*WORK TASK*. Each line below from the one containing "throughput = throughput /" through the one containing "let sample = match" is to be given again exactly, and no line outside that span.
Start of Block
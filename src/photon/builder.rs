//! Photon-map emission driver (§4.8, C8): CDF-weighted light sampling,
//! worker-parallel path tracing with caustic/diffuse deposit rules and
//! Russian roulette, thread-local batching into the shared maps.

use std::sync::atomic::{AtomicU64, AtomicUsize, Ordering};

use bumpalo::Bump;
use parking_lot::Mutex;
use rayon::prelude::*;

use crate::material::TransportMode;
use crate::photon::{Photon, PhotonMap};
use crate::reflection::BxDFType;
use crate::render_context::RenderContext;
use crate::sampler::random::RandomSampler;
use crate::sampler::Sampler;
use crate::scene::Scene;
use crate::spectrum::Spectrum;
use crate::{abs_dot, offset_ray_origin, Float, Ray, RayDifferential};

pub struct PhotonBuildConfig {
    pub caustic_photons: usize,
    pub diffuse_photons: usize,
    pub max_bounces: u16,
    pub rr_start_depth: u16,
    pub power_epsilon: Float,
    pub search_radius: Float,
    pub workers: usize,
}

impl Default for PhotonBuildConfig {
    fn default() -> Self {
        Self {
            caustic_photons: 200_000,
            diffuse_photons: 500_000,
            max_bounces: 12,
            rr_start_depth: 3,
            power_epsilon: 1e-4,
            search_radius: 0.5,
            workers: rayon::current_num_threads(),
        }
    }
}

pub struct PhotonBuildResult {
    pub caustic: PhotonMap,
    pub diffuse: PhotonMap,
    pub paths: u64,
}

/// Discrete CDF over lights weighted by `power()` (§4.8 step 1).
struct LightCdf {
    cumulative: Vec<Float>,
    total_power: Float,
}

impl LightCdf {
    fn build(scene: &Scene, ctx: &RenderContext) -> Option<Self> {
        let powers: Vec<Float> = scene.lights.iter().map(|l| l.power(ctx).max_channel().max(0.0)).collect();
        let total_power: Float = powers.iter().sum();
        if total_power <= 0.0 {
            return None;
        }
        let mut cumulative = Vec::with_capacity(powers.len());
        let mut running = 0.0;
        for p in &powers {
            running += p / total_power;
            cumulative.push(running);
        }
        if let Some(last) = cumulative.last_mut() {
            *last = 1.0;
        }
        Some(Self { cumulative, total_power })
    }

    /// Returns `(light_index, pdf)` for a uniform `u` in `[0,1)`.
    fn sample(&self, u: Float) -> (usize, Float) {
        let idx = self.cumulative.partition_point(|&c| c < u).min(self.cumulative.len() - 1);
        let prev = if idx == 0 { 0.0 } else { self.cumulative[idx - 1] };
        let pdf = (self.cumulative[idx] - prev).max(1e-8);
        (idx, pdf)
    }
}

pub struct PhotonMapBuilder<'s> {
    scene: &'s Scene,
}

impl<'s> PhotonMapBuilder<'s> {
    pub fn new(scene: &'s Scene) -> Self {
        Self { scene }
    }

    pub fn build(&self, config: &PhotonBuildConfig, ctx: &RenderContext) -> PhotonBuildResult {
        let cdf = match LightCdf::build(self.scene, ctx) {
            Some(cdf) => cdf,
            None => {
                return PhotonBuildResult {
                    caustic: PhotonMap::new("caustic", config.search_radius, config.workers as i32),
                    diffuse: PhotonMap::new("diffuse", config.search_radius, config.workers as i32),
                    paths: 0,
                }
            }
        };

        let caustic_buf: Mutex<Vec<Photon>> = Mutex::new(Vec::new());
        let diffuse_buf: Mutex<Vec<Photon>> = Mutex::new(Vec::new());
        let caustic_count = AtomicUsize::new(0);
        let diffuse_count = AtomicUsize::new(0);
        let paths = AtomicU64::new(0);
        // Safety cap so a scene with no reachable diffuse surface can't spin
        // forever chasing an unreachable quota.
        let max_paths = (config.caustic_photons.max(config.diffuse_photons) as u64).saturating_mul(200).max(50_000);

        let n_workers = config.workers.max(1);
        (0..n_workers).into_par_iter().for_each(|worker_id| {
            let worker_scope = ctx.worker_scope();
            let mut local_caustic = Vec::new();
            let mut local_diffuse = Vec::new();
            let mut sampler = RandomSampler::new_with_seed(worker_id as u64 + 1, 1);
            let arena = Bump::new();

            loop {
                if caustic_count.load(Ordering::Relaxed) >= config.caustic_photons
                    && diffuse_count.load(Ordering::Relaxed) >= config.diffuse_photons
                {
                    break;
                }
                if paths.fetch_add(1, Ordering::Relaxed) >= max_paths {
                    break;
                }
                self.trace_one_path(
                    &cdf,
                    &mut sampler,
                    &arena,
                    config,
                    &caustic_count,
                    &diffuse_count,
                    &mut local_caustic,
                    &mut local_diffuse,
                    &worker_scope.local,
                );
                arena.reset();
            }

            caustic_buf.lock().extend(local_caustic);
            diffuse_buf.lock().extend(local_diffuse);
        });

        let total_paths = paths.load(Ordering::Relaxed);
        let mut caustic = PhotonMap::new("caustic", config.search_radius, config.workers as i32);
        caustic.paths = total_paths as i32;
        caustic.extend(caustic_buf.into_inner());
        caustic.update_tree();

        let mut diffuse = PhotonMap::new("diffuse", config.search_radius, config.workers as i32);
        diffuse.paths = total_paths as i32;
        diffuse.extend(diffuse_buf.into_inner());
        diffuse.update_tree();

        PhotonBuildResult { caustic, diffuse, paths: total_paths }
    }

    #[allow(clippy::too_many_arguments)]
    fn trace_one_path(
        &self,
        cdf: &LightCdf,
        sampler: &mut RandomSampler,
        arena: &Bump,
        config: &PhotonBuildConfig,
        caustic_count: &AtomicUsize,
        diffuse_count: &AtomicUsize,
        local_caustic: &mut Vec<Photon>,
        local_diffuse: &mut Vec<Photon>,
        diagnostics: &crate::render_context::Diagnostics,
    ) {
        let (light_idx, pdf_light) = cdf.sample(sampler.get_1d());
        let light = &self.scene.lights[light_idx];
        let u_pos = sampler.get_2d();
        let u_dir = sampler.get_2d();
        let emission = match light.sample_emission(u_pos, u_dir, self.scene) {
            Some(e) if e.pdf_pos > 0.0 && e.pdf_dir > 0.0 => e,
            _ => {
                diagnostics.zero_power_lights.fetch_add(1, Ordering::Relaxed);
                return;
            }
        };

        let cos_theta = abs_dot(emission.n, emission.ray.dir);
        let mut throughput = emission.radiance * cos_theta / (pdf_light * emission.pdf_pos * emission.pdf_dir);
        let mut ray = emission.ray;
        let mut has_specular_bounce = false;
        let mut bounce: u16 = 0;

        loop {
            let mut r = ray;
            let mut si = match self.scene.intersect(&mut r) {
                Some(si) => si,
                None => break,
            };
            bounce += 1;

            let rd = RayDifferential::new(r);
            let bsdf = match si.compute_scattering_functions(&rd, arena, false, TransportMode::Importance) {
                Some(b) => b,
                None => break,
            };

            let is_diffuse = bsdf.num_components(BxDFType::DIFFUSE | BxDFType::GLOSSY) > 0;
            if is_diffuse {
                let photon = Photon { pos: si.hit.p, wi: -ray.dir, power: throughput };
                if has_specular_bounce {
                    if caustic_count.load(Ordering::Relaxed) < config.caustic_photons {
                        local_caustic.push(photon);
                        caustic_count.fetch_add(1, Ordering::Relaxed);
                    }
                } else if bounce > 1 && diffuse_count.load(Ordering::Relaxed) < config.diffuse_photons {
                    local_diffuse.push(photon);
                    diffuse_count.fetch_add(1, Ordering::Relaxed);
                }
            }

            if bounce >= config.max_bounces {
                break;
            }

            if bounce >= config.rr_start_depth {
                let q = (1.0 - throughput.max_channel()).max(0.0);
                if sampler.get_1d() < q {
                    break;
                }
                throughput = throughput / (1.0 - q).max(1e-4);
            }

            let u_scatter = sampler.get_2d();
            let sample = match bsdf.sample_f(-ray.dir, u_scatter, BxDFType::ALL) {
                Some(s) if s.pdf > 0.0 && !s.f.is_black() => s,
                _ => break,
            };
            has_specular_bounce = has_specular_bounce || sample.sampled_type.contains(BxDFType::SPECULAR);
            let cos = abs_dot(sample.wi, si.shading_n.0);
            throughput = throughput * sample.f * (cos / sample.pdf);

            if throughput.max_channel() < config.power_epsilon {
                diagnostics.photons_failed_to_deposit.fetch_add(1, Ordering::Relaxed);
                break;
            }

            let origin = offset_ray_origin(si.hit.p, si.hit.p_err, si.hit.n, sample.wi);
            ray = Ray::new(origin, sample.wi);
        }
    }
}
End of Block
*SOLUTION TO THIS TASK*.
                throughput = throughput / (1.0 - q).max(1e-4);
            }

            let u_scatter = sampler.get_2d();
            let sample = match bsdf.sample_f(-ray.dir, u_scatter, BxDFType::ALL) {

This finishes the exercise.